Live Nude Cosmetic Surgery!
By James Poniewozik

(FORTUNE Magazine) – It sounds like business as usual for online pornography peddler Internet Entertainment Group: Hot live flesh on the Web! Amateurs take it all off! But trust us: You've never seen hot live subcutaneous tissue on VoyeurDorm.com, SlutTV.com, or any of IEG's myriad other sex sites. Netcasting live tummy tucks to the curious masses at OnlineSurgery.com, IEG sees a future in unsexy offerings.

According to IEG president and CEO Seth Warshavsky, 50 to 60 visitors a day pay $5 apiece to apply for free plastic-surgery procedures--valued from $2,000 (liposuction) to $6,000 (breast augmentation)--for possible broadcast. The shows do involve extended surgical nudity, and like other IEG not-principally-porn sites--the stock-erotica site SexQuotes.com and online casino GoldenOasis.com, for instance--Online-Surgery.com gets a soft-core sell: A bikini-clad model lounges on pages that describe abdominoplasty and mastopexy. But Red Shoe Diaries this is not. Broadcast in streaming video (footage is jerky over a typical modem, whereas audio--cartilage crunching, suction, and all--can be too good), the procedures are eros-killingly captured as surgeons dryly narrate the operations ("It's a bit like being a tailor") and take questions by E-mail ("Is there any loss of nipple sensation?" Answer: generally not).

The site is the latest splash from a company that has gotten into high-profile tangles over nude pictures and videos with Pamela Anderson and radio personality Dr. Laura Schlessinger. And the 25-year-old Warshavsky himself is a media darling--a cherub-faced, nasal-voiced Webpreneur straight from central casting. He's been featured in Wired and the Wall Street Journal, and on MSNBC. The headlines practically write themselves: HE'S THE CYBER GUCCIONE! HE'S DOOGIE HEFNER! Unlike his print antecedents, though, Warshavsky entered the trade not on a sexual-liberation kick but simply because that's where the money was. But today, he says, a Net-porn glut makes nonadult ventures more attractive. "It's a lot harder to make money [on adult Websites] than a year ago, two years ago," Warshavsky says. "We want to be the Viacom of new media." To that end, IEG has essentially built an E-Vegas--sex! gambling! implants!--and like the real one, IEG's is expanding into more Main Street-friendly ventures, from discount golf gear to mortgages to vitamins; it even plans a "virtual zoo" for the kids.

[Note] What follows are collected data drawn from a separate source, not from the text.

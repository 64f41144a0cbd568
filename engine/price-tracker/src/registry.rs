//! Live set of coins sampled on every tick
//!
//! Keyed by symbol and backed by a sharded map, so writers never wait on a
//! dispatcher enumeration and a snapshot never holds more than one shard lock.

use dashmap::DashMap;

use crate::models::TrackedCoin;

#[derive(Debug, Default)]
pub struct CoinRegistry {
    coins: DashMap<String, TrackedCoin>,
}

impl CoinRegistry {
    pub fn new() -> Self {
        Self { coins: DashMap::new() }
    }

    /// Insert or overwrite the coin under its symbol, returning the previous entry
    pub fn add(&self, coin: TrackedCoin) -> Option<TrackedCoin> {
        self.coins.insert(coin.symbol.clone(), coin)
    }

    /// Remove a symbol; absent symbols are ignored
    pub fn remove(&self, symbol: &str) -> Option<TrackedCoin> {
        self.coins.remove(symbol).map(|(_, coin)| coin)
    }

    pub fn get(&self, symbol: &str) -> Option<TrackedCoin> {
        self.coins.get(symbol).map(|entry| entry.value().clone())
    }

    pub fn contains(&self, symbol: &str) -> bool {
        self.coins.contains_key(symbol)
    }

    /// Point-in-time copy of every tracked coin, in no particular order
    pub fn snapshot(&self) -> Vec<TrackedCoin> {
        self.coins.iter().map(|entry| entry.value().clone()).collect()
    }

    /// Add every coin, returning how many were new
    pub fn extend(&self, coins: impl IntoIterator<Item = TrackedCoin>) -> usize {
        coins.into_iter().filter(|coin| self.add(coin.clone()).is_none()).count()
    }

    pub fn len(&self) -> usize {
        self.coins.len()
    }

    pub fn is_empty(&self) -> bool {
        self.coins.is_empty()
    }
}

#[cfg(test)]
mod tests {
    use super::*;
    use std::collections::HashSet;
    use std::sync::Arc;

    #[test]
    fn test_add_is_idempotent() {
        let registry = CoinRegistry::new();

        assert!(registry.add(TrackedCoin::new(1, "BTC")).is_none());
        let previous = registry.add(TrackedCoin::new(1, "BTC"));

        assert_eq!(previous, Some(TrackedCoin::new(1, "BTC")));
        assert_eq!(registry.len(), 1);
        assert_eq!(registry.snapshot(), vec![TrackedCoin::new(1, "BTC")]);
    }

    #[test]
    fn test_add_overwrites_same_symbol() {
        let registry = CoinRegistry::new();
        registry.add(TrackedCoin::new(1, "ETH"));
        registry.add(TrackedCoin::new(7, "ETH"));

        assert_eq!(registry.len(), 1);
        assert_eq!(registry.get("ETH").map(|c| c.id), Some(7));
    }

    #[test]
    fn test_remove_absent_is_noop() {
        let registry = CoinRegistry::new();
        registry.add(TrackedCoin::new(1, "BTC"));

        assert!(registry.remove("DOGE").is_none());
        assert_eq!(registry.len(), 1);

        assert_eq!(registry.remove("BTC"), Some(TrackedCoin::new(1, "BTC")));
        assert!(registry.is_empty());
        assert!(!registry.contains("BTC"));
    }

    #[test]
    fn test_extend_counts_new_entries() {
        let registry = CoinRegistry::new();
        registry.add(TrackedCoin::new(1, "BTC"));

        let added = registry.extend(vec![
            TrackedCoin::new(1, "BTC"),
            TrackedCoin::new(2, "ETH"),
            TrackedCoin::new(3, "SOL"),
        ]);

        assert_eq!(added, 2);
        assert_eq!(registry.len(), 3);
    }

    #[test]
    fn test_snapshot_during_concurrent_mutation() {
        let registry = Arc::new(CoinRegistry::new());
        for id in 0..100 {
            registry.add(TrackedCoin::new(id, format!("C{id}")));
        }

        let writer = {
            let registry = registry.clone();
            std::thread::spawn(move || {
                for id in 100..200 {
                    registry.add(TrackedCoin::new(id, format!("C{id}")));
                    registry.remove(&format!("C{}", id - 100));
                }
            })
        };

        for _ in 0..50 {
            let snapshot = registry.snapshot();
            let unique: HashSet<_> = snapshot.iter().map(|c| c.symbol.clone()).collect();
            assert_eq!(unique.len(), snapshot.len());
        }

        writer.join().unwrap();
        assert_eq!(registry.len(), 100);
        assert!(registry.contains("C150"));
        assert!(!registry.contains("C50"));
    }
}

Whatever the family-values implications of IEG's PG-13 offerings, in cold business terms they amount to diversification, which, Warshavsky hopes, will arouse investors. One might expect they would be double-parked at IEG, which hopes to make an initial public offering "around April" 1999. Not only does the company have "Internet" in its name, but it's actually making a buck, a rare, unexpected plus among today's Net IPOs (it projects profits of $15 million for 1998 on revenues of $50 million). However, it has had trouble seducing underwriters because of adult-content stigma; IEG is talking with two "larger banks that don't really want us to announce their involvement" unless they commit. Warshavsky claims that the company would be valued "in the $200 million range, but if IEG got the same kind of multiple other companies are getting, it'd probably be worth $500 million or more."

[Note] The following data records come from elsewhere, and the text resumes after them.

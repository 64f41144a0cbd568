//! Domain models shared by the engine and its collaborators

use chrono::{DateTime, Utc};
use serde::{Deserialize, Serialize};

/// Identity of a cryptocurrency record
pub type CoinId = i64;

/// A coin the engine samples on every tick
#[derive(Debug, Clone, PartialEq, Eq, Hash, Serialize, Deserialize)]
pub struct TrackedCoin {
    pub id: CoinId,
    pub symbol: String,
}

impl TrackedCoin {
    pub fn new(id: CoinId, symbol: impl Into<String>) -> Self {
        Self { id, symbol: symbol.into() }
    }
}

/// Durable cryptocurrency record, unique on `symbol`
#[derive(Debug, Clone, PartialEq, Eq, Serialize, Deserialize)]
pub struct Cryptocurrency {
    pub id: CoinId,
    pub symbol: String,
    pub name: String,
}

impl Cryptocurrency {
    /// Projection used by the registry and the dispatcher
    pub fn tracked(&self) -> TrackedCoin {
        TrackedCoin::new(self.id, self.symbol.clone())
    }
}

/// Cryptocurrency that has not been stored yet
#[derive(Debug, Clone, PartialEq, Eq)]
pub struct NewCryptocurrency {
    pub symbol: String,
    pub name: String,
}

/// Durable tracking flag of a cryptocurrency, unique on `coin_id`
#[derive(Debug, Clone, Copy, PartialEq, Eq, Serialize, Deserialize)]
pub struct Tracking {
    pub id: i64,
    pub coin_id: CoinId,
    pub is_active: bool,
}

/// A cryptocurrency together with its tracking state
#[derive(Debug, Clone, PartialEq, Serialize)]
pub struct CoinStatus {
    #[serde(flatten)]
    pub coin: Cryptocurrency,
    pub is_active: bool,
}

/// Price sample waiting to be appended to the history
#[derive(Debug, Clone, PartialEq)]
pub struct NewPricePoint {
    pub coin_id: CoinId,
    pub price: f64,
    pub timestamp: DateTime<Utc>,
}

impl NewPricePoint {
    pub fn new(coin_id: CoinId, price: f64, timestamp: DateTime<Utc>) -> Self {
        Self { coin_id, price, timestamp }
    }

    /// Sample stamped with the current wall-clock time
    pub fn now(coin_id: CoinId, price: f64) -> Self {
        Self::new(coin_id, price, Utc::now())
    }

    /// Attach the identity assigned by a store
    pub fn into_point(self, id: i64) -> PricePoint {
        PricePoint { id, coin_id: self.coin_id, price: self.price, timestamp: self.timestamp }
    }
}

/// Immutable stored price sample
#[derive(Debug, Clone, PartialEq, Serialize, Deserialize)]
pub struct PricePoint {
    pub id: i64,
    pub coin_id: CoinId,
    pub price: f64,
    pub timestamp: DateTime<Utc>,
}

IEG has had no problem recruiting surgeons, who can also buy directory listings at the site for $1,500 a year. OnlineSurgery.com is also seeking advertising, initially giving away ads to health-care companies to stimulate interest. (Roger Morris of Du Pont Pharmaceuticals public affairs was "totally nonplussed" to hear that IEG had put up a free banner ad for Du Pont without permission; the ad has since been removed.) And Warshavsky plans to expand his spectator surgery business into new (and even creepier) areas: "We have a children's hospital that's interested in having us do heart surgery on the Web." Dr. Boris Ackerman of Newport Beach, Calif., admits he had qualms about working with the proprietor of Buttsville and Sex Fifth Avenue, but he considers OnlineSurgery a public service. IEG is not above sexing up surgery at its other sites, though. IEG's porn flagship, ClubLove.com, is running an I Wanna Look Like a Star contest, inviting viewers who want "a face like Brad Pitt or breasts like Pamela Anderson" to vie for a free operation broadcast at ClubLove. Which only suggests further cross-promotional possibilities for those heart-surgery broadcasts: "Click here for GoldenOasis! We're giving five-to-one odds on this triple coronary bypass!"

JAMES PONIEWOZIK writes about media and culture for Salon, an online magazine.